With regard to actual compliance, Bush and his Secret Society associates have assembled a disgraceful record of non-performance. The Knight Open Government Survey published by the National Security Archive of George Washington University, finds systematic failures in tracking, processing, and reporting on FOIA requests. In January 2007, the Archive itself filed FOIA requests with the 87 leading federal agencies to identify the ten oldest pending requests in each agency. Fifty seven of the agencies responded. Out of more than 500 pending requests, only twenty were still within the 20 day period agencies have to respond. All ten of the State Department’s oldest were more than 15 years old. The survey also found that agencies misrepresented their FOIA backlogs to Congress as well as discrepancies between this year’s audit and previous audits.

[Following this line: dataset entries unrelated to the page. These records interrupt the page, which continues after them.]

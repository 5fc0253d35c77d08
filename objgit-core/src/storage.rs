//! Versioned whole-document persistence.
//!
//! Every dataset owns two documents, the history log and the branch catalog.
//! A read hands back the document together with a [`VersionToken`]; a write
//! must present the token it read and fails with [`Error::StaleVersion`] when
//! another writer got there first.

use crate::config::StorageBackend;
use crate::error::{Error, Result};
use crate::models::hash_content;
use chrono::Utc;
use rusqlite::{params, Connection, OptionalExtension};
use std::fmt;
use std::path::{Path, PathBuf};

const SCHEMA_VERSION: i32 = 1;

pub const DATABASE_FILE: &str = "objgit.db";

#[derive(Debug, Clone, Copy, PartialEq, Eq, Hash)]
pub enum DocumentKind {
    History,
    Branches,
}

impl DocumentKind {
    pub fn as_str(&self) -> &'static str {
        match self {
            DocumentKind::History => "history",
            DocumentKind::Branches => "branches",
        }
    }
}

#[derive(Debug, Clone, PartialEq, Eq, Hash)]
pub struct DocumentKey {
    pub dataset: String,
    pub kind: DocumentKind,
}

impl DocumentKey {
    pub fn history(dataset: impl Into<String>) -> Self {
        Self {
            dataset: dataset.into(),
            kind: DocumentKind::History,
        }
    }

    pub fn branches(dataset: impl Into<String>) -> Self {
        Self {
            dataset: dataset.into(),
            kind: DocumentKind::Branches,
        }
    }
}

impl fmt::Display for DocumentKey {
    fn fmt(&self, f: &mut fmt::Formatter<'_>) -> fmt::Result {
        write!(f, "{} of dataset '{}'", self.kind.as_str(), self.dataset)
    }
}

/// Opaque version of a stored document. The empty token means "absent".
#[derive(Debug, Clone, Default, PartialEq, Eq, Hash)]
pub struct VersionToken(String);

impl VersionToken {
    pub fn absent() -> Self {
        Self(String::new())
    }

    pub fn is_absent(&self) -> bool {
        self.0.is_empty()
    }

    pub fn as_str(&self) -> &str {
        &self.0
    }
}

impl fmt::Display for VersionToken {
    fn fmt(&self, f: &mut fmt::Formatter<'_>) -> fmt::Result {
        if self.is_absent() {
            f.write_str("<absent>")
        } else {
            f.write_str(&self.0)
        }
    }
}

#[derive(Debug, Clone)]
pub struct Document {
    pub body: String,
    pub version: VersionToken,
}

pub trait DocumentStore {
    /// `None` when the document has never been written.
    fn read(&self, key: &DocumentKey) -> Result<Option<Document>>;

    /// Replace the whole document. `expected` must be the version returned by
    /// the read this write is based on.
    fn write(&self, key: &DocumentKey, body: &str, expected: &VersionToken) -> Result<VersionToken>;

    /// Version of the stored document, readable even when its body is not.
    fn version(&self, key: &DocumentKey) -> Result<VersionToken> {
        Ok(self
            .read(key)?
            .map(|doc| doc.version)
            .unwrap_or_else(VersionToken::absent))
    }
}

fn stale(key: &DocumentKey, expected: &VersionToken, found: &VersionToken) -> Error {
    Error::StaleVersion {
        document: key.to_string(),
        expected: expected.to_string(),
        found: found.to_string(),
    }
}

/// Open the backend selected in the config, rooted at `dir`.
pub fn open(backend: StorageBackend, dir: &Path) -> Result<Box<dyn DocumentStore>> {
    std::fs::create_dir_all(dir)?;
    match backend {
        StorageBackend::Sqlite => Ok(Box::new(SqliteStore::new(dir.join(DATABASE_FILE))?)),
        StorageBackend::Json => Ok(Box::new(JsonFileStore::new(dir))),
    }
}

pub struct SqliteStore {
    conn: Connection,
}

impl SqliteStore {
    pub fn new<P: AsRef<Path>>(db_path: P) -> Result<Self> {
        let conn = Connection::open(db_path)?;
        let mut store = Self { conn };
        store.initialize()?;
        Ok(store)
    }

    pub fn in_memory() -> Result<Self> {
        let conn = Connection::open_in_memory()?;
        let mut store = Self { conn };
        store.initialize()?;
        Ok(store)
    }

    fn initialize(&mut self) -> Result<()> {
        self.conn.execute_batch(
            r#"
            CREATE TABLE IF NOT EXISTS schema_version (
                version INTEGER PRIMARY KEY
            );

            CREATE TABLE IF NOT EXISTS documents (
                dataset TEXT NOT NULL,
                kind TEXT NOT NULL,
                version INTEGER NOT NULL,
                body TEXT NOT NULL,
                updated TEXT NOT NULL,
                PRIMARY KEY (dataset, kind)
            );

            CREATE INDEX IF NOT EXISTS idx_documents_dataset ON documents(dataset);
            "#,
        )?;

        let version: Option<i32> = self
            .conn
            .query_row("SELECT version FROM schema_version", [], |row| row.get(0))
            .optional()?;

        if version.is_none() {
            self.conn.execute(
                "INSERT INTO schema_version (version) VALUES (?1)",
                params![SCHEMA_VERSION],
            )?;
        }

        Ok(())
    }

    fn current_version(&self, key: &DocumentKey) -> Result<VersionToken> {
        let version: Option<i64> = self
            .conn
            .query_row(
                "SELECT version FROM documents WHERE dataset = ?1 AND kind = ?2",
                params![key.dataset, key.kind.as_str()],
                |row| row.get(0),
            )
            .optional()?;

        Ok(version.map_or_else(VersionToken::absent, |v| VersionToken(v.to_string())))
    }

    /// Every dataset with at least one stored document.
    pub fn datasets(&self) -> Result<Vec<String>> {
        let mut stmt = self
            .conn
            .prepare("SELECT DISTINCT dataset FROM documents ORDER BY dataset")?;

        let datasets = stmt
            .query_map([], |row| row.get(0))?
            .collect::<rusqlite::Result<Vec<String>>>()?;

        Ok(datasets)
    }
}

impl DocumentStore for SqliteStore {
    fn read(&self, key: &DocumentKey) -> Result<Option<Document>> {
        let row: Option<(String, i64)> = self
            .conn
            .query_row(
                "SELECT body, version FROM documents WHERE dataset = ?1 AND kind = ?2",
                params![key.dataset, key.kind.as_str()],
                |row| Ok((row.get(0)?, row.get(1)?)),
            )
            .optional()?;

        Ok(row.map(|(body, version)| Document {
            body,
            version: VersionToken(version.to_string()),
        }))
    }

    fn write(&self, key: &DocumentKey, body: &str, expected: &VersionToken) -> Result<VersionToken> {
        let updated = Utc::now().to_rfc3339();

        let (rows, next) = if expected.is_absent() {
            let rows = self.conn.execute(
                "INSERT INTO documents (dataset, kind, version, body, updated)
                 VALUES (?1, ?2, 1, ?3, ?4)
                 ON CONFLICT(dataset, kind) DO NOTHING",
                params![key.dataset, key.kind.as_str(), body, updated],
            )?;
            (rows, 1)
        } else {
            let current: i64 = match expected.as_str().parse() {
                Ok(v) => v,
                Err(_) => return Err(stale(key, expected, &self.current_version(key)?)),
            };
            let rows = self.conn.execute(
                "UPDATE documents SET body = ?1, version = version + 1, updated = ?2
                 WHERE dataset = ?3 AND kind = ?4 AND version = ?5",
                params![body, updated, key.dataset, key.kind.as_str(), current],
            )?;
            (rows, current + 1)
        };

        if rows != 1 {
            return Err(stale(key, expected, &self.current_version(key)?));
        }

        Ok(VersionToken(next.to_string()))
    }
}

/// Pretty JSON files, one per document, named after the dataset. The version
/// token is the SHA-256 of the file bytes.
pub struct JsonFileStore {
    dir: PathBuf,
}

impl JsonFileStore {
    pub fn new(dir: impl Into<PathBuf>) -> Self {
        Self { dir: dir.into() }
    }

    pub fn path_for(&self, key: &DocumentKey) -> PathBuf {
        let dataset: String = key
            .dataset
            .chars()
            .map(|c| if matches!(c, '/' | '\\' | ':') { '_' } else { c })
            .collect();

        let file_name = match key.kind {
            DocumentKind::History => format!("model_history_{}.json", dataset),
            DocumentKind::Branches => format!("branches_{}.json", dataset),
        };
        self.dir.join(file_name)
    }

    fn current_version(&self, path: &Path) -> Result<VersionToken> {
        if !path.exists() {
            return Ok(VersionToken::absent());
        }
        let bytes = std::fs::read(path)?;
        Ok(VersionToken(hash_content(&bytes)))
    }
}

impl DocumentStore for JsonFileStore {
    fn read(&self, key: &DocumentKey) -> Result<Option<Document>> {
        let path = self.path_for(key);
        if !path.exists() {
            return Ok(None);
        }

        let bytes = std::fs::read(&path)?;
        let version = VersionToken(hash_content(&bytes));
        let body = String::from_utf8(bytes).map_err(|e| Error::CorruptDocument {
            document: key.to_string(),
            reason: format!("{} is not valid UTF-8: {}", path.display(), e),
        })?;
        Ok(Some(Document { version, body }))
    }

    fn version(&self, key: &DocumentKey) -> Result<VersionToken> {
        self.current_version(&self.path_for(key))
    }

    fn write(&self, key: &DocumentKey, body: &str, expected: &VersionToken) -> Result<VersionToken> {
        let path = self.path_for(key);
        let current = self.current_version(&path)?;
        if &current != expected {
            return Err(stale(key, expected, &current));
        }

        std::fs::create_dir_all(&self.dir)?;
        let tmp_path = path.with_extension("json.tmp");
        std::fs::write(&tmp_path, body)?;
        std::fs::rename(&tmp_path, &path)?;

        Ok(VersionToken(hash_content(body.as_bytes())))
    }
}

#[cfg(test)]
mod tests {
    use super::*;
    use tempfile::TempDir;

    fn exercise_versioning(store: &dyn DocumentStore) {
        let key = DocumentKey::history("bridge");
        assert!(store.read(&key).unwrap().is_none());

        let v1 = store.write(&key, "[]", &VersionToken::absent()).unwrap();
        assert!(!v1.is_absent());

        let doc = store.read(&key).unwrap().unwrap();
        assert_eq!(doc.body, "[]");
        assert_eq!(doc.version, v1);

        let v2 = store.write(&key, "[1]", &v1).unwrap();
        assert_ne!(v1, v2);

        // a writer still holding v1 lost the race
        let err = store.write(&key, "[2]", &v1).unwrap_err();
        assert!(matches!(err, Error::StaleVersion { .. }));

        // creating over an existing document is also stale
        let err = store.write(&key, "[3]", &VersionToken::absent()).unwrap_err();
        assert!(matches!(err, Error::StaleVersion { .. }));

        assert_eq!(store.read(&key).unwrap().unwrap().body, "[1]");
    }

    #[test]
    fn test_sqlite_store_versioning() {
        let store = SqliteStore::in_memory().unwrap();
        exercise_versioning(&store);
    }

    #[test]
    fn test_json_store_versioning() {
        let dir = TempDir::new().unwrap();
        let store = JsonFileStore::new(dir.path());
        exercise_versioning(&store);
    }

    #[test]
    fn test_json_store_rejects_invalid_utf8() {
        let dir = TempDir::new().unwrap();
        let store = JsonFileStore::new(dir.path());
        let key = DocumentKey::history("tower");
        std::fs::write(store.path_for(&key), [b'[', 0xff, 0xfe, b']']).unwrap();

        let err = store.read(&key).unwrap_err();
        assert!(matches!(err, Error::CorruptDocument { .. }));
        assert!(!store.version(&key).unwrap().is_absent());
    }

    #[test]
    fn test_sqlite_store_initialization() {
        let store = SqliteStore::in_memory().unwrap();
        assert!(store.conn.is_autocommit());
        assert!(store.datasets().unwrap().is_empty());
    }

    #[test]
    fn test_documents_are_per_dataset_and_kind() {
        let store = SqliteStore::in_memory().unwrap();
        store
            .write(&DocumentKey::history("a"), "history-a", &VersionToken::absent())
            .unwrap();
        store
            .write(&DocumentKey::branches("a"), "branches-a", &VersionToken::absent())
            .unwrap();
        store
            .write(&DocumentKey::history("b"), "history-b", &VersionToken::absent())
            .unwrap();

        assert_eq!(store.read(&DocumentKey::branches("a")).unwrap().unwrap().body, "branches-a");
        assert!(store.read(&DocumentKey::branches("b")).unwrap().is_none());
        assert_eq!(store.datasets().unwrap(), vec!["a", "b"]);
    }

    #[test]
    fn test_json_store_file_names() {
        let dir = TempDir::new().unwrap();
        let store = JsonFileStore::new(dir.path());

        store
            .write(&DocumentKey::history("tower"), "[]", &VersionToken::absent())
            .unwrap();
        store
            .write(&DocumentKey::branches("tower"), "[]", &VersionToken::absent())
            .unwrap();

        assert!(dir.path().join("model_history_tower.json").exists());
        assert!(dir.path().join("branches_tower.json").exists());
        assert_eq!(
            store.path_for(&DocumentKey::history("a/b")),
            dir.path().join("model_history_a_b.json")
        );
    }

    #[test]
    fn test_sqlite_store_persists_across_connections() {
        let dir = TempDir::new().unwrap();
        let db_path = dir.path().join(DATABASE_FILE);

        {
            let store = SqliteStore::new(&db_path).unwrap();
            store
                .write(&DocumentKey::history("d"), "[]", &VersionToken::absent())
                .unwrap();
        }

        let store = SqliteStore::new(&db_path).unwrap();
        let doc = store.read(&DocumentKey::history("d")).unwrap().unwrap();
        assert_eq!(doc.body, "[]");
        assert_eq!(doc.version.as_str(), "1");
    }

    #[test]
    fn test_open_selects_backend() {
        let dir = TempDir::new().unwrap();
        let store = open(StorageBackend::Json, dir.path()).unwrap();
        store
            .write(&DocumentKey::history("x"), "[]", &VersionToken::absent())
            .unwrap();
        assert!(dir.path().join("model_history_x.json").exists());

        let store = open(StorageBackend::Sqlite, dir.path()).unwrap();
        assert!(store.read(&DocumentKey::history("x")).unwrap().is_none());
        assert!(dir.path().join(DATABASE_FILE).exists());
    }
}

Any sense of surprise at this administration’s obsession with obfuscation and deceit should have worn off long ago. There are just too many examples to list. But on this holiday celebrating freedom, perhaps the best example occurred just a couple of days ago when Bush issued his payoff (commutation) to Scooter Libby. This is another transparent effort by the crime bosses in the White House to buy the silence of a compromised accomplice. Despite this brazen abuse of executive authority, the Congress still seems incapable of demanding accountability:

“Bipartisan Congressional efforts to solve some of the problems exposed in the Archive’s “ten oldest” audits have stalled in the Senate, with Republican Senator Jon Kyl of Arizona personally holding S. 849 from an up-or-down vote. The bill would impose penalties for agency delay, mandate accurate and timely tracking and reporting of FOIA requests…”

Sometimes it only takes one corrupted soul to throw a roadblock in front of a whole nation, but the result is the same.

As we celebrate that other anniversary that everybody seems to be talking about today, we should take a moment to recognize this 41st birthday of legislation that was enacted in the best spirit of this country’s principles. James Madison seems prescient in his statement back in 1822:

“Knowledge will forever govern ignorance. And a people who mean to be their own governors, must arm themselves with the power knowledge gives. A popular government without popular information or the means of acquiring it, is but a prologue to a farce or a tragedy, or perhaps both.”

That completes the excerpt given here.